╔══
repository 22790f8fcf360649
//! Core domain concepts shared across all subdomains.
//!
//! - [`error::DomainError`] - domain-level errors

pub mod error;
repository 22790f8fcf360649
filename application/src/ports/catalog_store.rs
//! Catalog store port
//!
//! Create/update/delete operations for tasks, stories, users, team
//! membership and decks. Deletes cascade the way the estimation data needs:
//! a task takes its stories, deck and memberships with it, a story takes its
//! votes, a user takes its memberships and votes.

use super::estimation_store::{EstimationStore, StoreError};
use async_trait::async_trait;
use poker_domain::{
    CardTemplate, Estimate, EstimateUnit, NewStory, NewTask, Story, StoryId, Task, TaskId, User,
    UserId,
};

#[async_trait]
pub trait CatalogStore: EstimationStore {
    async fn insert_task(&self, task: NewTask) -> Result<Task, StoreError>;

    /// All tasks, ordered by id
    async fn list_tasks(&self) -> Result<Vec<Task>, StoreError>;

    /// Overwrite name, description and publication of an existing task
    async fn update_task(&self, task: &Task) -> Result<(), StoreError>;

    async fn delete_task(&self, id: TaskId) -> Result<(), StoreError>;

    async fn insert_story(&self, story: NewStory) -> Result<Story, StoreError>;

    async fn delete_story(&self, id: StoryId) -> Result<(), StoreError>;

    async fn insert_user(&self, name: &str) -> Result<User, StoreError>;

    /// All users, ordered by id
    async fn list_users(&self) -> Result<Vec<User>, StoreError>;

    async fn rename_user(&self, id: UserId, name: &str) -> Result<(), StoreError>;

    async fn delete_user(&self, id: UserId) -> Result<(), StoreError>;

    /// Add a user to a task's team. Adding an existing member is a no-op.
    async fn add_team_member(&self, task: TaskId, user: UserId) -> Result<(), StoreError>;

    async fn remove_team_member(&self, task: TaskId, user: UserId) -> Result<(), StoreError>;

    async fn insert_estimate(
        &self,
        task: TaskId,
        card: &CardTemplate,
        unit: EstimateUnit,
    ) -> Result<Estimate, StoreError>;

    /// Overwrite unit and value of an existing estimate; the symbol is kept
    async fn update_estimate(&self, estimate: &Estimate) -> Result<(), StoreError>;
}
╚══
╔══
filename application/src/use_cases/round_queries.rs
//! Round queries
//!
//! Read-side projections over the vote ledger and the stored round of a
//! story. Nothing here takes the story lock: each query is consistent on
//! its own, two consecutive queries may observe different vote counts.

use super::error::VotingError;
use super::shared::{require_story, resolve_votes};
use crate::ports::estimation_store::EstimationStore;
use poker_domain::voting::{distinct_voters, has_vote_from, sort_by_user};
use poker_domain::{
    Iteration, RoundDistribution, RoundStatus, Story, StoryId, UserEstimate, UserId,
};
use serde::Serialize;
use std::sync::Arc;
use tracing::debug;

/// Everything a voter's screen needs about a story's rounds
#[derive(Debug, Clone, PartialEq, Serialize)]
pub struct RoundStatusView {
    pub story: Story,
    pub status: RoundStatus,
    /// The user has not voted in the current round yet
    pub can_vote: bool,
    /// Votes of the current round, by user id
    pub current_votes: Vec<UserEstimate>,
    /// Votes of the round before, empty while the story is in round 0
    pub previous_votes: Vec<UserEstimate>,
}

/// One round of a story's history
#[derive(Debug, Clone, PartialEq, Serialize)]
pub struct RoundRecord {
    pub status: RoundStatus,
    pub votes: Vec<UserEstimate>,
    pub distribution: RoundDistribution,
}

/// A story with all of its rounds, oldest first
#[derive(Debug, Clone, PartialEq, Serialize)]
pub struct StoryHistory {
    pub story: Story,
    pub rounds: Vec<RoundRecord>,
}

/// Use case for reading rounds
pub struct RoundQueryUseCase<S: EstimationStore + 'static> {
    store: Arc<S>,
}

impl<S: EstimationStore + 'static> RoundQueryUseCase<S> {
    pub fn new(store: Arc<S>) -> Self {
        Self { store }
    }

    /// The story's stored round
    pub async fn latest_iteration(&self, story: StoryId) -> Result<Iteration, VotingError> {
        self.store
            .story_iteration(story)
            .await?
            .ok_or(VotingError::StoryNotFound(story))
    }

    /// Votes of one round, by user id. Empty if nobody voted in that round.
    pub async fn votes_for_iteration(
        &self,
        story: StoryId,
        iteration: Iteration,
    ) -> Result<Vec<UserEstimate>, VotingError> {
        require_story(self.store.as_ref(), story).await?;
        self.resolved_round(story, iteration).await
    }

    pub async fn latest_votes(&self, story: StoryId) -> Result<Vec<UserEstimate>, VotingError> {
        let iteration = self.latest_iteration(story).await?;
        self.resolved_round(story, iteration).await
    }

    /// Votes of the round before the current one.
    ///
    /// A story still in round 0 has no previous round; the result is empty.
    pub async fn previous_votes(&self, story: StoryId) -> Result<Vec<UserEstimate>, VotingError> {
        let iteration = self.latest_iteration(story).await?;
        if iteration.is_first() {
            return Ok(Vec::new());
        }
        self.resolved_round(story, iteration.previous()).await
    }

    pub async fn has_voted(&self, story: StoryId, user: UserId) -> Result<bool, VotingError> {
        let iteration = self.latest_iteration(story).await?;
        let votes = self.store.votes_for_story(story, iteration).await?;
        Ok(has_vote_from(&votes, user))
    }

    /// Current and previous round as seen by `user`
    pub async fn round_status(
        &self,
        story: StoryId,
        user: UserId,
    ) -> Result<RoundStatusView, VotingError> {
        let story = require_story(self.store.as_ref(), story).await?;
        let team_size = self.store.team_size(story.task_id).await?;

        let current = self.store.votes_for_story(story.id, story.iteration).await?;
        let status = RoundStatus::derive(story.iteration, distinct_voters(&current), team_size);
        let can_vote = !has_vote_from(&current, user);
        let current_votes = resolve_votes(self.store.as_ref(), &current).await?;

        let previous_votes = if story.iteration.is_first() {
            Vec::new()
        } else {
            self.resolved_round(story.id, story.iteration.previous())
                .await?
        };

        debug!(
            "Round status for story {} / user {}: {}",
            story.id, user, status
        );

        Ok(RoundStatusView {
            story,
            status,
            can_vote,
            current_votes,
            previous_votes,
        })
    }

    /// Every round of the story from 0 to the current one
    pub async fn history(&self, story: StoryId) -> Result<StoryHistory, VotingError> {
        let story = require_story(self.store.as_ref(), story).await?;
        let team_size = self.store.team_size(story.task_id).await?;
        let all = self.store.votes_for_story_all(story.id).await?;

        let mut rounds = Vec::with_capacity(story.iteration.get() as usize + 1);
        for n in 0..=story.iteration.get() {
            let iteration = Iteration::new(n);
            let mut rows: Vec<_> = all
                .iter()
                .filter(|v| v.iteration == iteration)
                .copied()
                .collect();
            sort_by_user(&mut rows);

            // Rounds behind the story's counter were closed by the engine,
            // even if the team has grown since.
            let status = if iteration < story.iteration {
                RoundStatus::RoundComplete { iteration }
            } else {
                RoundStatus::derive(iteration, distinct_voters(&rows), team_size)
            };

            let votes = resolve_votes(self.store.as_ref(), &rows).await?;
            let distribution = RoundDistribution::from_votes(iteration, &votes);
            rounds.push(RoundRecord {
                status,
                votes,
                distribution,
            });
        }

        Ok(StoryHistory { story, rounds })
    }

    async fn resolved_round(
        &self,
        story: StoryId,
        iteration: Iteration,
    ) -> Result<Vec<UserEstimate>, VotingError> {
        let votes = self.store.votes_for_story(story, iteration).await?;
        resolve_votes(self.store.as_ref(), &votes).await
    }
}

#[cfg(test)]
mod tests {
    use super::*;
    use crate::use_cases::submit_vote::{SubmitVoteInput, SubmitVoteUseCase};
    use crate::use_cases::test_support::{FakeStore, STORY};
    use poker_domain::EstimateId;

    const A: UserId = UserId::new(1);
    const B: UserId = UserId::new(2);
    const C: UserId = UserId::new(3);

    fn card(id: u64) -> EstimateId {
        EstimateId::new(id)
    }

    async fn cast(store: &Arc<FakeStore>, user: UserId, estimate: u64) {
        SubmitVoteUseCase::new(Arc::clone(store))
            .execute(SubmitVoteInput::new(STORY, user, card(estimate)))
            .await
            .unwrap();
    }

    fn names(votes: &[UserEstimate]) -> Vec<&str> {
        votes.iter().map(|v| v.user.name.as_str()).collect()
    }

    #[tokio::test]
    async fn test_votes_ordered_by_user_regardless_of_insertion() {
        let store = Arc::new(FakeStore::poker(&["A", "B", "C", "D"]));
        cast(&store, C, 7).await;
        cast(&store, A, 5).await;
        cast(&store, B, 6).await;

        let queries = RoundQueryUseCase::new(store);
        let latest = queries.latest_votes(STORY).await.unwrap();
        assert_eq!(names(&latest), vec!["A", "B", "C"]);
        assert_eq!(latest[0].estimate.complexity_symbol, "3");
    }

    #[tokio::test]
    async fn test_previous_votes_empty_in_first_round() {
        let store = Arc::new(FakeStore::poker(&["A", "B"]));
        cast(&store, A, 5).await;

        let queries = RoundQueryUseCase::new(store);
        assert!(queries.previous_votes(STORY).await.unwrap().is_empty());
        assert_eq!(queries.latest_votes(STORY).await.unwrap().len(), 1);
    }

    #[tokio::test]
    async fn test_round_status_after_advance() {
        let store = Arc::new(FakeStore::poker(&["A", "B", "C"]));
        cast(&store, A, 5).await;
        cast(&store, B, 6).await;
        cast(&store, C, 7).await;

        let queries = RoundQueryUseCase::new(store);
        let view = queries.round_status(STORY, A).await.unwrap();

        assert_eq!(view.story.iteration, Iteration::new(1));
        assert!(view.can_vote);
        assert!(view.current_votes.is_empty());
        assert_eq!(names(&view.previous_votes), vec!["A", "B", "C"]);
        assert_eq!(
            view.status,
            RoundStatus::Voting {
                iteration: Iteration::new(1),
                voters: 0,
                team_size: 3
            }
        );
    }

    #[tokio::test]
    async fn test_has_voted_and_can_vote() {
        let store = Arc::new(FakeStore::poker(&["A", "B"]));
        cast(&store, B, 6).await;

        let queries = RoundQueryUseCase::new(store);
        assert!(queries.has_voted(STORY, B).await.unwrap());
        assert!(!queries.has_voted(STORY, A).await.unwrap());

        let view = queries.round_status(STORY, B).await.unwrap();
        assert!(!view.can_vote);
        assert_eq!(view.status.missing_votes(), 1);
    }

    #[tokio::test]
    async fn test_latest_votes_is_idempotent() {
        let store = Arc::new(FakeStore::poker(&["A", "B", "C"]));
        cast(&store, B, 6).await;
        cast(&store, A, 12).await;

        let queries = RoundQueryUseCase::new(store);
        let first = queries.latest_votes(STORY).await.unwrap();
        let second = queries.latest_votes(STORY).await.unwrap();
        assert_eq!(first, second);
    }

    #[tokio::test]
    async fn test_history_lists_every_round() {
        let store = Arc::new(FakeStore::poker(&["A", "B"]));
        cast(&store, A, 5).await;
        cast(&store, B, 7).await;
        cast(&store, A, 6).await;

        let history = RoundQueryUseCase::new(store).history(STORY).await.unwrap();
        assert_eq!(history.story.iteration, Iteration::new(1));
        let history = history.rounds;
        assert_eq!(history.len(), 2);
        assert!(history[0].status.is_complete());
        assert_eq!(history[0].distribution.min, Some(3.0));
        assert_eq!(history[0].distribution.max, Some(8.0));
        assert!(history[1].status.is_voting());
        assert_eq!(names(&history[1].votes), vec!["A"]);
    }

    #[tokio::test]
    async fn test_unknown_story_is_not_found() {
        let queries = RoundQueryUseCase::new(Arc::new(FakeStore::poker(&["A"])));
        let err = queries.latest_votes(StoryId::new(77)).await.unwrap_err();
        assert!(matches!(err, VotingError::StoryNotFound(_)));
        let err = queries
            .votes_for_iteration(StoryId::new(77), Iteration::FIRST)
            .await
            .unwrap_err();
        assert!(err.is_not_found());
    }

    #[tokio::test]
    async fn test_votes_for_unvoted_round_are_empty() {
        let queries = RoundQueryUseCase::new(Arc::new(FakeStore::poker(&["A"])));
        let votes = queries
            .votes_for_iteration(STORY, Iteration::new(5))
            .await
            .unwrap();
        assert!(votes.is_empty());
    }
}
╚══
▶ **WHAT IS EXPECTED**
Look through the data above for the string "existing" and copy every line where it appears.

▶ **RESULT OF THIS EXERCISE**
    /// Overwrite name, description and publication of an existing task
    /// Add a user to a task's team. Adding an existing member is a no-op.
    /// Overwrite unit and value of an existing estimate; the symbol is kept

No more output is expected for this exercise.